Ma S. Marta non è solo un modo di “abitare”, è anche un modo di “celebrare”. Una parte non secondaria del “discorso di papa Francesco” emerge tutte le mattine, fresca come pane appena sfornato, dalla fucina liturgica di S. Marta, dove il papa concelebra quotidianamente e tiene sempre una breve omelia. Non con la propria curia, ma con coloro che si trovano a S. Marta. E ispirando la propria parola alla Parola ascoltata e alle persone incontrate. Ecco un secondo aspetto profondamente innovativo di questo papato: il papa figlio del Concilio applica spontaneamente due dei dettami fondamentali (e spesso dimenticati) del Concilio liturgico: concelebrare e tenere quotidianamente l’omelia, nel contesto di una comunità non elettiva, ma ministeriale. Rispetto alla scelta “privata” dei predecessori – che era prassi talmente radicata da sembrare naturale, ovvia e persino necessaria – questo modo di agire ritualmente è la attualizzazione del dettato conciliare proprio nel cuore della istituzione, portando al centro una esigenza finora evidente solo alla periferia.

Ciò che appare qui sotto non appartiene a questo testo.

use chrono::{DateTime, Duration, Utc};
use serde::{Deserialize, Serialize};
use uuid::Uuid;

use crate::domain::message::{Channel, InboundMessage};
use crate::domain::slot::SlotMap;

/// Session identity: one conversation per (channel, chat).
#[derive(Clone, Debug, PartialEq, Eq, Hash, Serialize, Deserialize)]
pub struct SessionKey {
    pub channel: Channel,
    pub chat_id: String,
}

impl SessionKey {
    pub fn new(channel: Channel, chat_id: impl Into<String>) -> Self {
        Self { channel, chat_id: chat_id.into() }
    }
}

impl std::fmt::Display for SessionKey {
    fn fmt(&self, f: &mut std::fmt::Formatter<'_>) -> std::fmt::Result {
        write!(f, "{}:{}", self.channel, self.chat_id)
    }
}

/// Conversation FSM states.
#[derive(Clone, Copy, Debug, PartialEq, Eq, Hash, Serialize, Deserialize)]
#[serde(rename_all = "snake_case")]
pub enum ConversationState {
    Idle,
    CollectingIntent,
    BrowsingSchedule,
    CollectingGroup,
    CollectingDateTime,
    CollectingContact,
    ConfirmBooking,
    BookingInProgress,
    BookingDone,
    CancelFlow,
    SerialBooking,
    HandoffToAdmin,
    AdminResponding,
}

impl ConversationState {
    pub fn as_str(&self) -> &'static str {
        match self {
            Self::Idle => "idle",
            Self::CollectingIntent => "collecting_intent",
            Self::BrowsingSchedule => "browsing_schedule",
            Self::CollectingGroup => "collecting_group",
            Self::CollectingDateTime => "collecting_datetime",
            Self::CollectingContact => "collecting_contact",
            Self::ConfirmBooking => "confirm_booking",
            Self::BookingInProgress => "booking_in_progress",
            Self::BookingDone => "booking_done",
            Self::CancelFlow => "cancel_flow",
            Self::SerialBooking => "serial_booking",
            Self::HandoffToAdmin => "handoff_to_admin",
            Self::AdminResponding => "admin_responding",
        }
    }

    pub fn parse(raw: &str) -> Option<Self> {
        match raw {
            "idle" => Some(Self::Idle),
            "collecting_intent" => Some(Self::CollectingIntent),
            "browsing_schedule" => Some(Self::BrowsingSchedule),
            "collecting_group" => Some(Self::CollectingGroup),
            "collecting_datetime" => Some(Self::CollectingDateTime),
            "collecting_contact" => Some(Self::CollectingContact),
            "confirm_booking" => Some(Self::ConfirmBooking),
            "booking_in_progress" => Some(Self::BookingInProgress),
            "booking_done" => Some(Self::BookingDone),
            "cancel_flow" => Some(Self::CancelFlow),
            "serial_booking" => Some(Self::SerialBooking),
            "handoff_to_admin" => Some(Self::HandoffToAdmin),
            "admin_responding" => Some(Self::AdminResponding),
            _ => None,
        }
    }

    /// Terminal state that auto-transitions back to idle after a grace delay.
    pub fn is_terminal(&self) -> bool {
        matches!(self, Self::BookingDone)
    }

    /// Long-lived states owned by the admin handoff path.
    pub fn is_persistent(&self) -> bool {
        matches!(self, Self::HandoffToAdmin | Self::AdminResponding)
    }

    /// States that form the active booking flow; a lower-priority digression
    /// arriving in one of these is answered without leaving the flow.
    pub fn in_booking_flow(&self) -> bool {
        matches!(
            self,
            Self::CollectingIntent
                | Self::BrowsingSchedule
                | Self::CollectingGroup
                | Self::CollectingDateTime
                | Self::CollectingContact
                | Self::ConfirmBooking
                | Self::SerialBooking
                | Self::CancelFlow
        )
    }
}

#[derive(Clone, Copy, Debug, PartialEq, Eq, Serialize, Deserialize)]
#[serde(rename_all = "snake_case")]
pub enum TurnRole {
    User,
    Assistant,
}

#[derive(Clone, Debug, PartialEq, Eq, Serialize, Deserialize)]
pub struct HistoryTurn {
    pub role: TurnRole,
    pub content: String,
}

/// Most-recent-N turns kept as model context.
pub const HISTORY_CAPACITY: usize = 10;

/// Capacity of the inbound buffer used while a booking call is in flight.
/// Newest message is kept on overflow.
pub const EVENT_BUFFER_CAPACITY: usize = 8;

/// Per-conversation durable state. Mutated only by the FSM engine or by
/// watchdog-injected timer events; reset logically, never deleted before
/// its retention TTL.
#[derive(Clone, Debug, PartialEq, Eq, Serialize, Deserialize)]
pub struct Session {
    pub key: SessionKey,
    pub trace_id: Uuid,
    pub state: ConversationState,
    pub slots: SlotMap,
    pub history: Vec<HistoryTurn>,
    /// State to offer returning to after answering a digression.
    pub resume_state: Option<ConversationState>,
    /// Inbound messages buffered while booking-in-progress.
    pub buffered: Vec<InboundMessage>,
    /// Set once the confirm-booking nudge has been sent for the current
    /// stale period; keeps the watchdog sweep idempotent.
    pub confirm_nudge_sent: bool,
    pub created_at: DateTime<Utc>,
    pub last_activity_at: DateTime<Utc>,
    /// When the current state was entered; drives per-state timeouts.
    pub state_entered_at: DateTime<Utc>,
    pub expires_at: DateTime<Utc>,
}

impl Session {
    pub fn new(key: SessionKey, trace_id: Uuid, now: DateTime<Utc>, ttl: Duration) -> Self {
        Self {
            key,
            trace_id,
            state: ConversationState::Idle,
            slots: SlotMap::default(),
            history: Vec::new(),
            resume_state: None,
            buffered: Vec::new(),
            confirm_nudge_sent: false,
            created_at: now,
            last_activity_at: now,
            state_entered_at: now,
            expires_at: now + ttl,
        }
    }

    /// Moves to a new state, restarting the state clock. The nudge flag is
    /// scoped to one stay in a state, so it resets here too.
    pub fn enter_state(&mut self, state: ConversationState, now: DateTime<Utc>) {
        self.state = state;
        self.state_entered_at = now;
        self.confirm_nudge_sent = false;
    }

    pub fn touch(&mut self, now: DateTime<Utc>, ttl: Duration) {
        self.last_activity_at = now;
        self.expires_at = now + ttl;
    }

    /// Logical reset back to the initial state. Slots, buffers and the
    /// resumption marker are cleared; history survives for model context.
    pub fn reset(&mut self, now: DateTime<Utc>, ttl: Duration) {
        self.enter_state(ConversationState::Idle, now);
        self.slots.clear();
        self.resume_state = None;
        self.buffered.clear();
        self.confirm_nudge_sent = false;
        self.touch(now, ttl);
    }

    pub fn push_turn(&mut self, role: TurnRole, content: impl Into<String>) {
        self.history.push(HistoryTurn { role, content: content.into() });
        if self.history.len() > HISTORY_CAPACITY {
            let excess = self.history.len() - HISTORY_CAPACITY;
            self.history.drain(..excess);
        }
    }

    /// Buffer an inbound message while booking-in-progress is active.
    /// Bounded retain-latest: on overflow the oldest entry is dropped.
    pub fn buffer_inbound(&mut self, message: InboundMessage) {
        self.buffered.push(message);
        if self.buffered.len() > EVENT_BUFFER_CAPACITY {
            let excess = self.buffered.len() - EVENT_BUFFER_CAPACITY;
            self.buffered.drain(..excess);
        }
    }

    /// Drain buffered messages oldest-first for replay.
    pub fn drain_buffered(&mut self) -> Vec<InboundMessage> {
        std::mem::take(&mut self.buffered)
    }

    pub fn time_in_state(&self, now: DateTime<Utc>) -> Duration {
        now - self.state_entered_at
    }
}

Infine, le Udienze.  Anche nel modo di “incontrare” gli altri, la diversa generazione mostra bene le diverse priorità tra la documentazione previa e il desiderio dell’ascolto e dell’incontro. Consideriamo il resoconto che il fratello Georg ha fatto della “giornata tipo” di Benedetto XVI. La sintetizziamo qui sotto. E’ un esempio di uno stile papale e di un ordine delle priorità molto diverso da quello del successore.

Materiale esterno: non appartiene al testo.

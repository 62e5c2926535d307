//! Budget guard: windowed counters over model spend and call rate. Any
//! breach flips a process-wide switch observed before every model call.

use std::sync::atomic::{AtomicBool, Ordering};
use std::sync::Mutex;

use chrono::{DateTime, Datelike, Duration, TimeZone, Timelike, Utc};
use tracing::warn;

use crate::config::BudgetConfig;

#[derive(Clone, Copy, Debug, PartialEq, Eq, Hash)]
pub enum Metric {
    TokensPerHour,
    TokensPerDay,
    CostPerDayCents,
    RequestsPerMinute,
    ErrorsPerHour,
}

impl Metric {
    pub fn as_str(&self) -> &'static str {
        match self {
            Self::TokensPerHour => "tokens_per_hour",
            Self::TokensPerDay => "tokens_per_day",
            Self::CostPerDayCents => "cost_per_day_cents",
            Self::RequestsPerMinute => "requests_per_minute",
            Self::ErrorsPerHour => "errors_per_hour",
        }
    }

    fn window(&self) -> WindowKind {
        match self {
            Self::RequestsPerMinute => WindowKind::Minute,
            Self::TokensPerHour | Self::ErrorsPerHour => WindowKind::Hour,
            Self::TokensPerDay | Self::CostPerDayCents => WindowKind::Day,
        }
    }

    /// The daily cost cap is a hard stop: it does not recover when its
    /// window rolls over, only on explicit administrative reset.
    fn recovers_automatically(&self) -> bool {
        !matches!(self, Self::CostPerDayCents)
    }

    const ALL: [Metric; 5] = [
        Metric::TokensPerHour,
        Metric::TokensPerDay,
        Metric::CostPerDayCents,
        Metric::RequestsPerMinute,
        Metric::ErrorsPerHour,
    ];
}

#[derive(Clone, Copy, Debug, PartialEq, Eq)]
enum WindowKind {
    Minute,
    Hour,
    Day,
}

impl WindowKind {
    fn floor(&self, now: DateTime<Utc>) -> DateTime<Utc> {
        let base = Utc
            .with_ymd_and_hms(now.year(), now.month(), now.day(), 0, 0, 0)
            .single()
            .unwrap_or(now);
        match self {
            Self::Minute => base
                + Duration::hours(i64::from(now.hour()))
                + Duration::minutes(i64::from(now.minute())),
            Self::Hour => base + Duration::hours(i64::from(now.hour())),
            Self::Day => base,
        }
    }
}

#[derive(Clone, Copy, Debug, PartialEq, Eq)]
pub enum Verdict {
    Active,
    Breach(Metric),
}

#[derive(Clone, Copy, Debug)]
struct Counter {
    window_start: DateTime<Utc>,
    value: u64,
}

/// Process-wide guard. Counters are behind one mutex; the shutdown switch
/// is an atomic read on the hot path.
#[derive(Debug)]
pub struct BudgetGuard {
    limits: BudgetConfig,
    counters: Mutex<[Counter; 5]>,
    shut_down: AtomicBool,
}

impl BudgetGuard {
    pub fn new(limits: BudgetConfig, now: DateTime<Utc>) -> Self {
        let counters = Metric::ALL
            .map(|metric| Counter { window_start: metric.window().floor(now), value: 0 });
        Self { limits, counters: Mutex::new(counters), shut_down: AtomicBool::new(false) }
    }

    pub fn is_shut_down(&self) -> bool {
        self.shut_down.load(Ordering::Acquire)
    }

    /// Records `amount` against a metric, rolling the window when its
    /// boundary has passed. A breach flips the global switch; recovery on
    /// rollover clears it if no hard-capped metric remains breached.
    pub fn record(&self, metric: Metric, amount: u64, now: DateTime<Utc>) -> Verdict {
        let verdict = {
            let Ok(mut counters) = self.counters.lock() else {
                // A poisoned budget lock is treated as a breach; failing
                // closed is the only safe reading of unknown spend.
                self.shut_down.store(true, Ordering::Release);
                return Verdict::Breach(metric);
            };

            self.roll_windows(&mut counters, now);

            let index = Self::index_of(metric);
            counters[index].value = counters[index].value.saturating_add(amount);

            if counters[index].value > self.limit_of(metric) {
                Verdict::Breach(metric)
            } else {
                Verdict::Active
            }
        };

        if let Verdict::Breach(metric) = verdict {
            if !self.shut_down.swap(true, Ordering::AcqRel) {
                warn!(
                    event_name = "budget_breach",
                    metric = metric.as_str(),
                    "budget limit breached, model calls shut down"
                );
            }
        }

        verdict
    }

    /// Re-evaluates the switch; called opportunistically (e.g. by the
    /// watchdog) so window-scoped breaches recover on rollover.
    pub fn refresh(&self, now: DateTime<Utc>) {
        let Ok(mut counters) = self.counters.lock() else {
            return;
        };
        self.roll_windows(&mut counters, now);

        let any_breached = Metric::ALL.iter().any(|metric| {
            counters[Self::index_of(*metric)].value > self.limit_of(*metric)
        });
        if !any_breached {
            self.shut_down.store(false, Ordering::Release);
        }
    }

    /// Deliberate administrative reset of the daily cost counter.
    pub fn reset_daily_cost(&self, now: DateTime<Utc>) {
        let Ok(mut counters) = self.counters.lock() else {
            return;
        };
        let index = Self::index_of(Metric::CostPerDayCents);
        counters[index] =
            Counter { window_start: Metric::CostPerDayCents.window().floor(now), value: 0 };
        drop(counters);
        self.refresh(now);
    }

    pub fn snapshot(&self, now: DateTime<Utc>) -> Vec<(Metric, u64, u64)> {
        let Ok(mut counters) = self.counters.lock() else {
            return Vec::new();
        };
        self.roll_windows(&mut counters, now);
        Metric::ALL
            .iter()
            .map(|metric| {
                (*metric, counters[Self::index_of(*metric)].value, self.limit_of(*metric))
            })
            .collect()
    }

    fn roll_windows(&self, counters: &mut [Counter; 5], now: DateTime<Utc>) {
        for (index, metric) in Metric::ALL.iter().enumerate() {
            let boundary = metric.window().floor(now);
            if counters[index].window_start < boundary && metric.recovers_automatically() {
                counters[index] = Counter { window_start: boundary, value: 0 };
            }
        }
    }

    fn limit_of(&self, metric: Metric) -> u64 {
        match metric {
            Metric::TokensPerHour => self.limits.max_tokens_per_hour,
            Metric::TokensPerDay => self.limits.max_tokens_per_day,
            Metric::CostPerDayCents => self.limits.max_cost_per_day_cents,
            Metric::RequestsPerMinute => self.limits.max_requests_per_minute,
            Metric::ErrorsPerHour => self.limits.max_errors_per_hour,
        }
    }

    fn index_of(metric: Metric) -> usize {
        match metric {
            Metric::TokensPerHour => 0,
            Metric::TokensPerDay => 1,
            Metric::CostPerDayCents => 2,
            Metric::RequestsPerMinute => 3,
            Metric::ErrorsPerHour => 4,
        }
    }
}

#[cfg(test)]
mod tests {
    use chrono::{Duration, TimeZone, Utc};

    use crate::config::BudgetConfig;

    use super::{BudgetGuard, Metric, Verdict};

    fn limits() -> BudgetConfig {
        BudgetConfig {
            max_tokens_per_hour: 1_000,
            max_tokens_per_day: 5_000,
            max_cost_per_day_cents: 200,
            max_requests_per_minute: 3,
            max_errors_per_hour: 10,
        }
    }

    fn start() -> chrono::DateTime<Utc> {
        Utc.with_ymd_and_hms(2026, 3, 2, 12, 0, 10).unwrap()
    }

    #[test]
    fn breach_fires_exactly_at_threshold_crossing() {
        let guard = BudgetGuard::new(limits(), start());
        for _ in 0..3 {
            assert_eq!(guard.record(Metric::RequestsPerMinute, 1, start()), Verdict::Active);
        }
        assert_eq!(
            guard.record(Metric::RequestsPerMinute, 1, start()),
            Verdict::Breach(Metric::RequestsPerMinute)
        );
        assert!(guard.is_shut_down());
    }

    #[test]
    fn minute_window_recovers_on_rollover() {
        let guard = BudgetGuard::new(limits(), start());
        for _ in 0..4 {
            guard.record(Metric::RequestsPerMinute, 1, start());
        }
        assert!(guard.is_shut_down());

        let next_minute = start() + Duration::seconds(60);
        assert_eq!(guard.record(Metric::RequestsPerMinute, 1, next_minute), Verdict::Active);
        guard.refresh(next_minute);
        assert!(!guard.is_shut_down());
    }

    #[test]
    fn daily_cost_cap_holds_until_manual_reset() {
        let guard = BudgetGuard::new(limits(), start());
        assert_eq!(
            guard.record(Metric::CostPerDayCents, 500, start()),
            Verdict::Breach(Metric::CostPerDayCents)
        );

        // Next day: a window-scoped metric would have recovered, the hard
        // cap must not.
        let next_day = start() + Duration::days(1);
        guard.refresh(next_day);
        assert!(guard.is_shut_down());

        guard.reset_daily_cost(next_day);
        assert!(!guard.is_shut_down());
    }

    #[test]
    fn counters_are_independent() {
        let guard = BudgetGuard::new(limits(), start());
        guard.record(Metric::TokensPerHour, 900, start());
        assert_eq!(guard.record(Metric::TokensPerDay, 900, start()), Verdict::Active);
        assert_eq!(
            guard.record(Metric::TokensPerHour, 200, start()),
            Verdict::Breach(Metric::TokensPerHour)
        );

        let snapshot = guard.snapshot(start());
        let tokens_day =
            snapshot.iter().find(|(metric, _, _)| *metric == Metric::TokensPerDay);
        assert_eq!(tokens_day.map(|(_, value, _)| *value), Some(900));
    }
}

Ogni mattina la sveglia sul comodino di Benedetto XVI suona attorno alle 6 per essere pronto alle 7 a celebrare la messa nella sua cappella privata. Vi assistono le Memores Domini, le consacrate laiche che si occupano della sua persona, e i due segretari personali. Se si trova a Roma don Georg Ratzinger non manca di seguirla. E’ un momento di intensa preghiera che si protrae fino alle 8. Il martedì, invece, prepara con attenzione l’udienza coi pellegrini del giorno dopo, scrive la catechesi e cura la pronuncia dei saluti che farà nelle altre lingue. «Egli ascolta la pronuncia corretta su un nastro e poi la ripete, in modo da evitare di fare grossi errori».

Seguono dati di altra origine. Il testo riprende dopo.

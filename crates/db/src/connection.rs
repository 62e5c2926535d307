//! SQLite pool setup. WAL keeps webhook handlers and the dispatcher from
//! blocking each other; the busy timeout covers the rest.

use std::time::Duration;

use sqlx::sqlite::SqlitePoolOptions;

pub type DbPool = sqlx::SqlitePool;

pub async fn connect(database_url: &str) -> Result<DbPool, sqlx::Error> {
    connect_with_settings(database_url, 5, 30).await
}

pub async fn connect_with_settings(
    database_url: &str,
    max_connections: u32,
    timeout_secs: u64,
) -> Result<DbPool, sqlx::Error> {
    SqlitePoolOptions::new()
        .max_connections(max_connections.max(1))
        .acquire_timeout(Duration::from_secs(timeout_secs.max(1)))
        .after_connect(|conn, _meta| {
            Box::pin(async move {
                sqlx::query("PRAGMA foreign_keys = ON").execute(&mut *conn).await?;
                sqlx::query("PRAGMA journal_mode = WAL").execute(&mut *conn).await?;
                sqlx::query("PRAGMA synchronous = NORMAL").execute(&mut *conn).await?;
                sqlx::query("PRAGMA busy_timeout = 5000").execute(&mut *conn).await?;
                Ok(())
            })
        })
        .connect(database_url)
        .await
}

Questo resoconto appare come avvolto da un alone di “passato”: viene da un mondo che, fino poco meno di un anno fa, faceva della messa del mattino e dell’udienza del mercoledì una occasione di “devozione personale”  e un incontro per “essere ascoltati”, non per l’ascolto. Ciò che con papa Francesco è diventato scandalosamente evidente è che il papa, che pure si fa ascoltare (e quanto!), è anzitutto preoccupato di “mettersi in ascolto”: non si prepara anzitutto ad essere ascoltato, ma ad ascoltare, ad incontrare, a lasciarsi toccare. Può permettersi di pronunciare male le lingue straniere, ma non c’è straniero che non voglia incontrare e ascoltare. Nove anni di differenza biografica sono una inezia, ma una generazione di differenza nella formazione sono un passaggio tra mondi. L’elemento mediatore mi sembra il Concilio Vaticano II, di cui il primo è stato tra i padri, mentre il secondo è uno dei figli.
Nel 50^ del Concilio non poteva capitare alla Chiesa nulla di più significativo.